La struttura è modulare, formata da quattro unità essenziali. Quella principale consiste in un satellite miniaturizzato, tipo CubeSat, che può condurre diversi esperimenti scientifici in orbita. Ci sono poi un modulo contenente telecamere, sensori e sistemi di controllo e, infine, altre due unità che servono a contenere e dispiegare quelle che fanno di LightSail 2 un vero e proprio “veliero spaziale”: le vele solari, appunto. Vele che, una volta dispiegate, consentiranno al veicolo di raggiungere e mantenere la sua orbita grazie alla forza propulsiva della pressione dei fotoni del Sole, dunque senza necessità di carburante. Una forza propulsiva piccola (dell’ordine dei micro newton per metro quadrato di vela) ma inesauribile, come lo è il nostro Sole – almeno per i prossimi 5 miliardi di anni.

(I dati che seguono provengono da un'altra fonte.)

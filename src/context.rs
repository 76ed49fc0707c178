//! Prompt context assembly under a token budget

use std::sync::Arc;

use serde::Serialize;
use tracing::{debug, warn};

use crate::config::Config;
use crate::embedding::TokenCounter;
use crate::memory::{MemoryManager, MetadataFilter, SessionKey};
use crate::profile::ProfileStore;
use crate::retrieval::{Retriever, ScoredBlock, SearchOptions};
use crate::storage::SqliteStorage;
use crate::text::normalize_whitespace;

/// Queries starting with one of these words skip retrieval
const GREETINGS: [&str; 9] = ["hi", "hello", "hey", "привет", "здрав", "qq", "ку", "yo", "sup"];

/// Characters kept when showing a source to the user
pub const DISPLAY_LIMIT: usize = 220;

/// Retrieved context ready for injection into prompts
#[derive(Debug, Clone, Default, Serialize)]
pub struct RetrievalContext {
    /// `USER_PROFILE: ...` line for the filtered user
    pub profile: Option<String>,

    /// Ranked memory blocks that fit the budget
    pub blocks: Vec<ScoredBlock>,

    /// Rolling summary of the conversation
    pub summary: Option<String>,

    /// Recent turns as `role: content` lines
    pub recent: Option<String>,

    /// Total tokens in this context
    pub total_tokens: u32,
}

impl RetrievalContext {
    /// Create an empty context
    pub fn empty() -> Self {
        Self::default()
    }

    /// Check if context is empty
    pub fn is_empty(&self) -> bool {
        self.profile.is_none()
            && self.blocks.is_empty()
            && self.summary.is_none()
            && self.recent.is_none()
    }

    /// Format the context for injection into a prompt
    pub fn format_for_prompt(&self) -> String {
        let mut parts = Vec::new();

        if let Some(profile) = &self.profile {
            parts.push(profile.clone());
        }

        if !self.blocks.is_empty() {
            parts.push(format_blocks(&self.blocks));
        }

        if let Some(summary) = &self.summary {
            parts.push(format!("Conversation summary:\n{summary}"));
        }

        if let Some(recent) = &self.recent {
            parts.push(format!("Recent conversation:\n{recent}"));
        }

        parts.join("\n\n")
    }

    /// Shortened block texts for showing which memories were used
    pub fn sources_for_display(&self) -> Vec<String> {
        self.blocks
            .iter()
            .map(|b| truncate_for_display(&b.text, DISPLAY_LIMIT))
            .collect()
    }
}

fn format_blocks(blocks: &[ScoredBlock]) -> String {
    let texts: Vec<&str> = blocks.iter().map(|b| b.text.as_str()).collect();
    format!("Relevant context (top-k):\n{}", texts.join("\n\n---\n"))
}

/// Context budget manager for tracking token usage
#[derive(Debug, Clone)]
pub struct ContextBudget {
    pub limit: u32,
    pub used: u32,
    pub warning_threshold: f32,
    pub critical_threshold: f32,
}

impl ContextBudget {
    /// Create a new context budget
    pub fn new(limit: u32, warning_threshold: f32, critical_threshold: f32) -> Self {
        Self {
            limit,
            used: 0,
            warning_threshold,
            critical_threshold,
        }
    }

    /// Reserve `tokens` if they fit in what remains
    pub fn try_add(&mut self, tokens: u32) -> bool {
        if tokens > self.remaining() {
            return false;
        }
        self.used += tokens;
        true
    }

    /// Get utilization percentage
    pub fn utilization(&self) -> f32 {
        if self.limit == 0 {
            return 1.0;
        }
        self.used as f32 / self.limit as f32
    }

    /// Get remaining tokens
    pub fn remaining(&self) -> u32 {
        self.limit.saturating_sub(self.used)
    }

    /// Get status string
    pub fn status(&self) -> &'static str {
        let utilization = self.utilization();
        if utilization >= self.critical_threshold {
            "critical"
        } else if utilization >= self.warning_threshold {
            "warning"
        } else {
            "ok"
        }
    }
}

/// Whether `query` is a greeting or too short to be worth a memory lookup
pub fn is_smalltalk(query: &str) -> bool {
    let query = query.trim();
    if query.chars().count() < 5 {
        return true;
    }
    let first_word: String = query
        .chars()
        .take_while(|c| c.is_alphanumeric())
        .flat_map(char::to_lowercase)
        .collect();
    GREETINGS.contains(&first_word.as_str())
}

/// Collapse whitespace and cut to `limit` characters, marking the cut with `…`
pub fn truncate_for_display(text: &str, limit: usize) -> String {
    let text = normalize_whitespace(text);
    if text.chars().count() <= limit {
        return text;
    }
    let head: String = text.chars().take(limit).collect();
    format!("{}…", head.trim_end())
}

/// Builds prompt context from retrieval results and short-term memory
pub struct ContextBuilder {
    retriever: Arc<Retriever>,
    memory: Arc<MemoryManager>,
    counter: Option<TokenCounter>,
    options: SearchOptions,
    min_score: f32,
    max_tokens: u32,
    summaries: Option<Arc<SqliteStorage>>,
    profiles: Option<ProfileStore>,
}

impl ContextBuilder {
    pub fn new(retriever: Arc<Retriever>, memory: Arc<MemoryManager>, config: &Config) -> Self {
        let counter = match TokenCounter::cl100k() {
            Ok(counter) => Some(counter),
            Err(e) => {
                warn!(error = %e, "tokenizer unavailable, estimating token counts");
                None
            }
        };

        Self {
            retriever,
            counter,
            options: SearchOptions::from_config(config),
            min_score: config.min_score_for(memory.store().backend()),
            memory,
            max_tokens: config.context_max_tokens,
            summaries: None,
            profiles: None,
        }
    }

    /// Look up persisted summaries when the in-process cache has none
    pub fn with_summary_store(mut self, storage: Arc<SqliteStorage>) -> Self {
        self.summaries = Some(storage);
        self
    }

    /// Prepend the filtered user's profile to every context
    pub fn with_profiles(mut self, profiles: ProfileStore) -> Self {
        self.profiles = Some(profiles);
        self
    }

    /// The tldr recorded for exactly this conversation, if any
    fn recorded_summary(&self, session: &SessionKey) -> Option<String> {
        let record = self.memory.latest_summary(session).or_else(|| {
            let storage = self.summaries.as_ref()?;
            storage
                .get_summary(&session.user_id, &session.session_id)
                .map_err(|e| warn!(error = %e, "failed to load conversation summary"))
                .ok()
                .flatten()
        })?;
        Some(record.tldr).filter(|tldr| !tldr.trim().is_empty())
    }

    fn profile_block(&self, user_id: &str) -> Option<String> {
        let profiles = self.profiles.as_ref()?;
        profiles
            .prompt_block(user_id)
            .map_err(|e| warn!(error = %e, user_id, "failed to load user profile"))
            .ok()
            .flatten()
    }

    fn count(&self, text: &str) -> u32 {
        match &self.counter {
            Some(counter) => counter.count(text),
            None => TokenCounter::estimate(text),
        }
    }

    /// Assemble context for `query`.
    ///
    /// The user's profile is charged first. Blocks are added in rank order
    /// until the next one would exceed the budget; the conversation summary
    /// and then the recent turns follow if they still fit. Greetings and very
    /// short queries skip retrieval.
    ///
    /// The profile and recorded summary are looked up from the `user_id` and
    /// `session_id` in `filter`; without them only the short-term ring is
    /// summarized.
    pub async fn build(
        &self,
        query: &str,
        k: usize,
        max_tokens: Option<u32>,
        filter: Option<MetadataFilter>,
    ) -> RetrievalContext {
        let mut budget = ContextBudget::new(max_tokens.unwrap_or(self.max_tokens), 0.8, 0.95);
        let mut context = RetrievalContext::empty();

        let session = filter.as_ref().and_then(SessionKey::from_filter);
        let user_id = filter
            .as_ref()
            .and_then(|f| f.0.get("user_id"))
            .and_then(|v| v.as_str())
            .map(str::to_string);

        if let Some(profile) = user_id.as_deref().and_then(|u| self.profile_block(u)) {
            if budget.try_add(self.count(&profile)) {
                context.profile = Some(profile);
            }
        }

        if is_smalltalk(query) {
            debug!("small talk, skipping retrieval");
        } else {
            let options = SearchOptions {
                metadata_filter: filter,
                score_threshold: Some(self.min_score),
                ..self.options.clone()
            };
            let blocks = self.retriever.search(query, k, &options).await;

            // Header and separators are charged up front
            let overhead = self.count(&format_blocks(&[]));
            if !blocks.is_empty() && budget.try_add(overhead) {
                for block in blocks {
                    let cost = self.count(&block.text) + self.count("\n\n---\n");
                    if !budget.try_add(cost) {
                        break;
                    }
                    context.blocks.push(block);
                }
                if context.blocks.is_empty() {
                    budget.used -= overhead;
                }
            }
        }

        let has_turns = !self.memory.turns().is_empty();
        let summary = match session.as_ref().and_then(|s| self.recorded_summary(s)) {
            Some(tldr) => Some(tldr),
            None if has_turns => Some(self.memory.short_summary(None)),
            None => None,
        };
        if let Some(summary) = summary {
            if budget.try_add(self.count(&summary)) {
                context.summary = Some(summary);
            }
        }

        if has_turns {
            let recent = self.memory.short_context();
            if budget.try_add(self.count(&recent)) {
                context.recent = Some(recent);
            }
        }

        context.total_tokens = budget.used;
        debug!(
            blocks = context.blocks.len(),
            tokens = budget.used,
            status = budget.status(),
            "assembled context"
        );
        context
    }
}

LightSail 2 andrà nello spazio con la missione Stp-2, viaggiando verso la sua destinazione racchiuso e integrato in un P-Pod (Poly Picosatellite Orbital Deployer) chiamato Prox-1: praticamente una scatola che contiene la scatola. Sette giorni dopo il lancio, Prox-1 dispiegherà LightSail 2. Solo a quel punto, fatti i dovuti controlli relativi allo stato di operatività del veicolo, LightSail 2 aprirà i suoi quattro pannelli solari. Infine, il giorno successivo, quattro braccia metalliche srotoleranno le quattro vele solari triangolari. Quelle che gli permetteranno via via di risalire verso un’orbita sempre più alta, fino a 720 km.

In caso di successo, – prosegue Media Inaf – LightSail 2 diventerà il primo veicolo spaziale a raggiungere l’orbita prestabilita avvalendosi della luce solare. Un risultato che potrà costituire una spinta all’utilizzo della tecnologia in altri progetti. Ad esempio, la navicella Nea Scaut della Nasa potrebbe usare le vele solari per visitare un Nea, un asteroide vicino alla Terra.